Has anyone looked at how to lock down a MES Station so that only folks in the immediate area can use it?
Either by Workstation ID, Department, Role, or Resource Group or something…
We have one by the designated employee entrance and it backs up like Walmart’s doors on Black Friday. The supervisors tell me that it needs more ‘control’. I can think of only a few ways that I might be able to do it via code, but I thought I’d do a shout out. I cannot find anything about this sort of assignment in the docs so far…
What are they using MES at this workstation for? Clocking in/out for the day? Do you have the Employees setup according to their Employee type such as Production Worker, Material Handler, Shipping/Receiving, etc.?
does that area have a designated ‘Time Clock’ station for clocking in and out for the day? Consider disabling the clock in/out button on that work station. Let them all burn if they can’t behave when asked nicely.
A very rudimentary, brute force way to do it would be to have the mes client in that area auto-login as a specific Epicor user (empentrance) - I am talking about the user name and password they use to open the MES interface not windows credentials.
In principle have a BPM that looks up the callcontextclient table and the value in the field CurrentUserID - you then put some logic in that says if CurrentUserID is empentrance, then folks in department x can clock in/out, everyone else can’t clock in/out - you would need to figure out the appropriate method call to put the bpm against and indeed what can’t clock in/out means - for example MES rejects the employee id or buttons not being available.
@cchang - Everyone has roles, but the station is used for job-clocking by the department its in - plus the abuse of everyone else coming through that entrance door.
@rbucek - Rob - you and I think very similarly Adults should be able to follow the rules, but given an opportunity it seems they will always let you down. That’s why it’s come down to turning it off until the department is ready to start their jobs.
@mcfreedombaby - James - this is where I’m at in my plan actually, but I my hiccup is that all of my mes stations sign in using the same AD login. It may be easier once Iv’e got SSO setup. But for now I can’t tell where the station is unless I can also grab something like an INI file entry or the computer name to build into the BPM. I was hoping someone else might have a more elegant solution than the brute force BPM.
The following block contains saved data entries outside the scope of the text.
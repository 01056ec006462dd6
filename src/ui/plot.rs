use eframe::egui::{self, Ui};
use egui_plot::{Bar, BarChart, Legend, LineStyle, Plot, Points, VLine};

use credit_dashboard::profile;

use crate::color;
use crate::state::DashboardState;

const CHART_HEIGHT: f32 = 260.0;

// ---------------------------------------------------------------------------
// Income distribution
// ---------------------------------------------------------------------------

/// Histogram of every client's income, the selected client marked.
pub fn income_histogram(ui: &mut Ui, state: &DashboardState) {
    let bars: Vec<Bar> = state
        .income_bins
        .iter()
        .map(|b| Bar::new(b.center(), b.count as f64).width(b.width()))
        .collect();

    let client_income = state
        .report
        .profile
        .as_ref()
        .and_then(|p| p.income.as_f64());

    Plot::new("income_histogram")
        .height(CHART_HEIGHT)
        .legend(Legend::default())
        .x_axis_label("Income")
        .y_axis_label("Count")
        .allow_drag(false)
        .allow_scroll(false)
        .show(ui, |plot_ui| {
            plot_ui.bar_chart(
                BarChart::new(bars)
                    .name("Clients")
                    .color(color::population_color()),
            );
            if let Some(income) = client_income {
                plot_ui.vline(
                    VLine::new(income)
                        .name("Selected client")
                        .color(color::client_color())
                        .style(LineStyle::dashed_loose()),
                );
            }
        });
}

// ---------------------------------------------------------------------------
// Indicator comparison
// ---------------------------------------------------------------------------

const COMPARISON_LABELS: [&str; 2] = ["Selected client", "Mean of other clients"];

/// Indicator picker plus client-vs-others bars.
pub fn indicator_comparison(ui: &mut Ui, state: &mut DashboardState) {
    let mut picked = None;
    egui::ComboBox::from_id_salt("indicator_choice")
        .selected_text(state.indicator)
        .show_ui(ui, |ui: &mut Ui| {
            for indicator in profile::COMPARABLE_INDICATORS {
                if ui
                    .selectable_label(state.indicator == indicator, indicator)
                    .clicked()
                {
                    picked = Some(indicator);
                }
            }
        });
    if let Some(indicator) = picked {
        state.set_indicator(indicator);
    }

    let Some(comparison) = state.report.comparison else {
        return;
    };

    let bars: Vec<Bar> = comparison
        .bars()
        .iter()
        .zip(COMPARISON_LABELS)
        .enumerate()
        .map(|(i, (&value, label))| {
            let fill = if i == 0 {
                color::client_color()
            } else {
                color::population_color()
            };
            Bar::new(i as f64, value).width(0.6).name(label).fill(fill)
        })
        .collect();

    Plot::new("indicator_comparison")
        .height(CHART_HEIGHT)
        .y_axis_label(state.indicator)
        .x_axis_formatter(|mark, _range| {
            let i = mark.value.round();
            if (mark.value - i).abs() < 1e-6 && (0.0..=1.0).contains(&i) {
                COMPARISON_LABELS[i as usize].to_string()
            } else {
                String::new()
            }
        })
        .allow_drag(false)
        .allow_scroll(false)
        .show(ui, |plot_ui| {
            plot_ui.bar_chart(BarChart::new(bars));
        });
}

// ---------------------------------------------------------------------------
// Income vs. children
// ---------------------------------------------------------------------------

pub fn children_income_scatter(ui: &mut Ui, state: &DashboardState) {
    Plot::new("children_income")
        .height(CHART_HEIGHT)
        .x_axis_label("Number of children")
        .y_axis_label("Income")
        .show(ui, |plot_ui| {
            plot_ui.points(
                Points::new(state.children_vs_income.clone())
                    .radius(2.5)
                    .color(color::population_color()),
            );
        });
}

// ---------------------------------------------------------------------------
// Feature attributions
// ---------------------------------------------------------------------------

/// Horizontal bars of the strongest contributions, largest on top.
pub fn attribution_chart(ui: &mut Ui, state: &DashboardState) {
    let attributions = &state.report.attributions;
    if attributions.is_empty() {
        ui.label("No feature attributions for this client.");
        return;
    }

    let max_abs = attributions
        .iter()
        .map(|(_, v)| v.abs())
        .fold(0.0, f64::max);
    let n = attributions.len();

    let bars: Vec<Bar> = attributions
        .iter()
        .enumerate()
        .map(|(i, (name, value))| {
            Bar::new((n - 1 - i) as f64, *value)
                .width(0.7)
                .name(name)
                .fill(color::attribution_color(*value, max_abs))
        })
        .collect();

    let names: Vec<String> = attributions.iter().rev().map(|(n, _)| n.clone()).collect();

    Plot::new("attributions")
        .height(CHART_HEIGHT)
        .x_axis_label("Contribution to default log-odds")
        .y_axis_formatter(move |mark, _range| {
            let i = mark.value.round();
            if (mark.value - i).abs() < 1e-6 && i >= 0.0 && (i as usize) < names.len() {
                names[i as usize].clone()
            } else {
                String::new()
            }
        })
        .allow_drag(false)
        .allow_scroll(false)
        .show(ui, |plot_ui| {
            plot_ui.bar_chart(BarChart::new(bars).horizontal());
        });
}
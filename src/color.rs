use eframe::egui::Color32;
use palette::{Hsl, IntoColor, Srgb};

use credit_dashboard::risk::TierColor;

fn from_hsl(hue: f32, saturation: f32, lightness: f32) -> Color32 {
    let rgb: Srgb = Hsl::new(hue, saturation, lightness).into_color();
    Color32::from_rgb(
        (rgb.red * 255.0) as u8,
        (rgb.green * 255.0) as u8,
        (rgb.blue * 255.0) as u8,
    )
}

// ---------------------------------------------------------------------------
// Risk tier colours
// ---------------------------------------------------------------------------

pub fn tier_color(tag: TierColor) -> Color32 {
    match tag {
        TierColor::Green => from_hsl(125.0, 0.60, 0.40),
        TierColor::Orange => from_hsl(32.0, 0.95, 0.50),
        TierColor::Red => from_hsl(0.0, 0.80, 0.50),
    }
}

// ---------------------------------------------------------------------------
// Attribution bars: red pushes towards default, blue away from it
// ---------------------------------------------------------------------------

/// Colour for a contribution, saturating with its share of `max_abs`.
pub fn attribution_color(value: f64, max_abs: f64) -> Color32 {
    let strength = if max_abs > 0.0 {
        (value.abs() / max_abs).clamp(0.0, 1.0) as f32
    } else {
        0.0
    };
    let hue = if value >= 0.0 { 350.0 } else { 210.0 };
    from_hsl(hue, 0.35 + 0.55 * strength, 0.65 - 0.15 * strength)
}

/// Neutral colour for descriptive charts.
pub fn population_color() -> Color32 {
    from_hsl(205.0, 0.55, 0.55)
}

/// Highlight for the selected client.
pub fn client_color() -> Color32 {
    tier_color(TierColor::Green)
}

#[cfg(test)]
mod tests {
    use super::*;

    #[test]
    fn attribution_sign_picks_hue() {
        let pos = attribution_color(1.0, 1.0);
        let neg = attribution_color(-1.0, 1.0);
        assert!(pos.r() > pos.b());
        assert!(neg.b() > neg.r());
    }

    #[test]
    fn tier_colors_are_distinct() {
        let c = [
            tier_color(TierColor::Green),
            tier_color(TierColor::Orange),
            tier_color(TierColor::Red),
        ];
        assert_ne!(c[0], c[1]);
        assert_ne!(c[1], c[2]);
        assert!(c[2].r() > c[2].g());
    }
}
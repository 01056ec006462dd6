//! Credit-risk scoring dashboard core: client tables, the default-risk
//! classifier, risk tiers, table filters and chart data. The egui front end
//! lives in the binary.

pub mod charts;
pub mod config;
pub mod data;
pub mod error;
pub mod model;
pub mod profile;
pub mod risk;
pub mod scoring;

pub use config::DashboardConfig;
pub use error::{DashboardError, Result};
/// Describes how x-axis numeric values map to temporal types for label formatting.
#[derive(Clone, Copy, Debug, PartialEq, Eq)]
pub enum XAxisKind {
    Numeric,
    /// X values are positions into a label vector.
    Category,
    Date,       // x = days since Unix epoch (f64)
    DatetimeUs, // x = microseconds since epoch
    DatetimeMs,
    DatetimeNs,
    Time, // x = nanoseconds since midnight
}

fn x_axis_kind(dtype: &DataType) -> XAxisKind {
    match dtype {
        DataType::Date => XAxisKind::Date,
        DataType::Datetime(unit, _) => match unit {
            TimeUnit::Nanoseconds => XAxisKind::DatetimeNs,
            TimeUnit::Microseconds => XAxisKind::DatetimeUs,
            TimeUnit::Milliseconds => XAxisKind::DatetimeMs,
        },
        DataType::Time => XAxisKind::Time,
        _ => XAxisKind::Numeric,
    }
}

/// One plottable series: a color-group (or the whole table) as (x, y) points.
/// `sizes` is parallel to `points` when a size column is bound.
#[derive(Clone, Debug, PartialEq)]
pub struct XySeries {
    pub name: String,
    pub points: Vec<(f64, f64)>,
    pub sizes: Option<Vec<f64>>,
}

/// Histogram bin counts for one color group over the shared bin edges.
#[derive(Clone, Debug, PartialEq)]
pub struct HistogramGroup {
    pub name: String,
    pub counts: Vec<u64>,
}

/// Five-number summary for one category of a box plot.
#[derive(Clone, Debug, PartialEq)]
pub struct BoxGroup {
    pub label: String,
    pub min: f64,
    pub q1: f64,
    pub median: f64,
    pub q3: f64,
    pub max: f64,
}

/// Chart-ready data, one variant per renderer input shape.
#[derive(Clone, Debug, PartialEq)]
pub enum ChartData {
    /// Line, bar, and scatter. `x_labels` is set when x is a label axis and
    /// point x values index into it.
    Xy {
        series: Vec<XySeries>,
        x_kind: XAxisKind,
        x_labels: Option<Vec<String>>,
    },
    /// Shared bin edges, counts per color group.
    Histogram {
        start: f64,
        bin_width: f64,
        groups: Vec<HistogramGroup>,
    },
    Box {
        groups: Vec<BoxGroup>,
    },
    /// Category label and summed value per slice, sorted by label.
    Pie {
        slices: Vec<(String, f64)>,
    },
    /// Pairwise Pearson correlations over the numeric columns. Symmetric,
    /// 1.0 on the diagonal, NaN where a pair has fewer than 3 paired values.
    Heatmap {
        columns: Vec<String>,
        matrix: Vec<Vec<f64>>,
    },
}

/// Prepares chart data for the given spec. Dispatches exhaustively on the
/// chart kind; rows with a null in any bound column are dropped.
pub fn prepare(df: &DataFrame, roles: &ColumnRoles, spec: &ChartSpec) -> Result<ChartData> {
    let data = match spec.kind {
        ChartKind::Line | ChartKind::Bar | ChartKind::Scatter => prepare_xy(df, roles, spec)?,
        ChartKind::Histogram => prepare_histogram(df, spec)?,
        ChartKind::Box => prepare_box(df, spec)?,
        ChartKind::Pie => prepare_pie(df, spec)?,
        ChartKind::Heatmap => prepare_heatmap(df, roles)?,
    };
    debug!(kind = spec.kind.as_str(), "prepared chart data");
    Ok(data)
}

fn bound(field: Option<&str>, what: &str) -> Result<String> {
    field
        .map(str::to_string)
        .ok_or_else(|| eyre!("no {} column bound", what))
}

/// Column values as f64, null-preserving. Temporal dtypes go through Int64 so
/// dates become day ordinals and datetimes epoch ticks.
fn column_as_f64(df: &DataFrame, name: &str) -> Result<Vec<Option<f64>>> {
    let col = df.column(name)?;
    let casted = match col.dtype() {
        DataType::Date | DataType::Datetime(_, _) | DataType::Time => col
            .cast(&DataType::Int64)?
            .cast(&DataType::Float64)?,
        _ => col.cast(&DataType::Float64)?,
    };
    Ok(casted.f64()?.into_iter().collect())
}

/// Column values as strings, null-preserving.
fn column_as_str(df: &DataFrame, name: &str) -> Result<Vec<Option<String>>> {
    let col = df.column(name)?.cast(&DataType::String)?;
    Ok(col
        .str()?
        .into_iter()
        .map(|v| v.map(str::to_string))
        .collect())
}

/// Distinct values of a label column in first-appearance order, with a lookup
/// from value to index.
fn label_index(values: &[Option<String>]) -> (Vec<String>, Vec<Option<f64>>) {
    let mut labels: Vec<String> = Vec::new();
    let indexed = values
        .iter()
        .map(|v| {
            v.as_ref().map(|s| {
                match labels.iter().position(|l| l == s) {
                    Some(i) => i as f64,
                    None => {
                        labels.push(s.clone());
                        (labels.len() - 1) as f64
                    }
                }
            })
        })
        .collect();
    (labels, indexed)
}

/// Color-group labels per row, or a single unnamed group when no color column
/// is bound. Rows with a null group are dropped by the callers.
fn group_labels(df: &DataFrame, color: Option<&str>) -> Result<Vec<Option<String>>> {
    match color {
        Some(name) => column_as_str(df, name),
        None => Ok(vec![Some(String::new()); df.height()]),
    }
}

fn prepare_xy(df: &DataFrame, roles: &ColumnRoles, spec: &ChartSpec) -> Result<ChartData> {
    let x_name = bound(spec.x.as_deref(), "x-axis")?;
    let y_name = bound(spec.y.as_deref(), "y-axis")?;

    // A date-probe text column chosen as a line's time axis is reparsed to a
    // real Date column before charting.
    let mut df = df.clone();
    if spec.kind == ChartKind::Line
        && roles.is_datetime(&x_name)
        && !matches!(
            df.column(&x_name)?.dtype(),
            DataType::Date | DataType::Datetime(_, _) | DataType::Time
        )
    {
        classify::reparse_as_date(&mut df, &x_name)?;
    }

    let x_dtype = df.column(&x_name)?.dtype().clone();
    let numeric_x = x_dtype.is_numeric()
        || matches!(x_dtype, DataType::Date | DataType::Datetime(_, _) | DataType::Time);

    let (x_kind, x_labels, xs) = if numeric_x {
        (x_axis_kind(&x_dtype), None, column_as_f64(&df, &x_name)?)
    } else {
        let raw = column_as_str(&df, &x_name)?;
        let (labels, indexed) = label_index(&raw);
        (XAxisKind::Category, Some(labels), indexed)
    };

    let ys = column_as_f64(&df, &y_name)?;
    let sizes = match spec.size.as_deref() {
        Some(name) => Some(column_as_f64(&df, name)?),
        None => None,
    };
    let groups = group_labels(&df, spec.color.as_deref())?;

    let mut series: Vec<XySeries> = Vec::new();
    for i in 0..df.height() {
        let (Some(x), Some(y), Some(g)) = (xs[i], ys[i], groups[i].as_ref()) else {
            continue;
        };
        if !x.is_finite() || !y.is_finite() {
            continue;
        }
        let size = match &sizes {
            Some(vals) => match vals[i] {
                Some(s) if s.is_finite() => Some(s),
                _ => continue,
            },
            None => None,
        };
        let idx = match series.iter().position(|s| &s.name == g) {
            Some(idx) => idx,
            None => {
                series.push(XySeries {
                    name: g.clone(),
                    points: Vec::new(),
                    sizes: sizes.as_ref().map(|_| Vec::new()),
                });
                series.len() - 1
            }
        };
        series[idx].points.push((x, y));
        if let (Some(sz), Some(v)) = (series[idx].sizes.as_mut(), size) {
            sz.push(v);
        }
    }

    // Lines read left to right.
    if spec.kind == ChartKind::Line {
        for s in &mut series {
            s.points
                .sort_by(|a, b| a.0.partial_cmp(&b.0).unwrap_or(std::cmp::Ordering::Equal));
        }
    }

    Ok(ChartData::Xy {
        series,
        x_kind,
        x_labels,
    })
}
Sorry I wasn’t talking about the AD login, I was talking about the Epicor user the MES logins in with (this is not the employee id) - you may have this hard coded in the ini file - create a separate and distinct Epicor user for this station and hard code it into the ini file. From there build a bpm.
yes I understood what you meant. I confused the the issue a bit. The AD/SSO login would be easier to allow for each station to have an independant ID that my employees wouldn’t have to remember as they move around. Right now we have so many power outages that the stations all have to be rebooted/logged in frequently and because the people move around between departments it’s easier to have a single login for all the stations.
But I’m still right there with you - a BPM is the only way I can see. But a hard coded login in the INI file - forgot about that. That would be good and keep the BPM simple.
We did a customization like this based on the employee id rather than logon. it checked the empbasic table for a code that would then make the ok active or not.
OK - figured it out. Multipart solution of course, but here’s the gist in case anyone in the future needs it.
Add a column to JCDept table called “MESStations” as character x(100) and regen the Data Model
Create a JCDept UI customization to add the field to the UI for data entry. (Enter MES Station computer names of course using any delimiter between names for readability)
Create a Pre-Proc BPM on EmpBasic.ClockIn method and in that method:
Set CallContextBPMData.Character01 = Session.ClientComputerName (thanks @danbedwards)
(note: Session.TaskClientID and Environment.MachineName do not give a clean single value back and Session.WorkstationID returns nothing.)
(note: this method doesn’t have any TT tables so a lot of widgets/conditions do not work…)
Invoke the BO method Erp.EmpBasic.GetbyId using the employeeid to return the dataset containing the Employee’s department.
Invoke the Erp.JCDept.GetbyID using the employee’s dept# to return the dataset containing the ‘approved’ MES workstation ids.
Use a Condition to check to see if the approved list of MES workstations ‘contains’ the current workstation id.
True = do nothing
False = throw an exception stating “Use a workstation in your department to clock in.”
Works pretty well so far in testing. We’ll see what happens when the Employee’s start hating on me for doing this.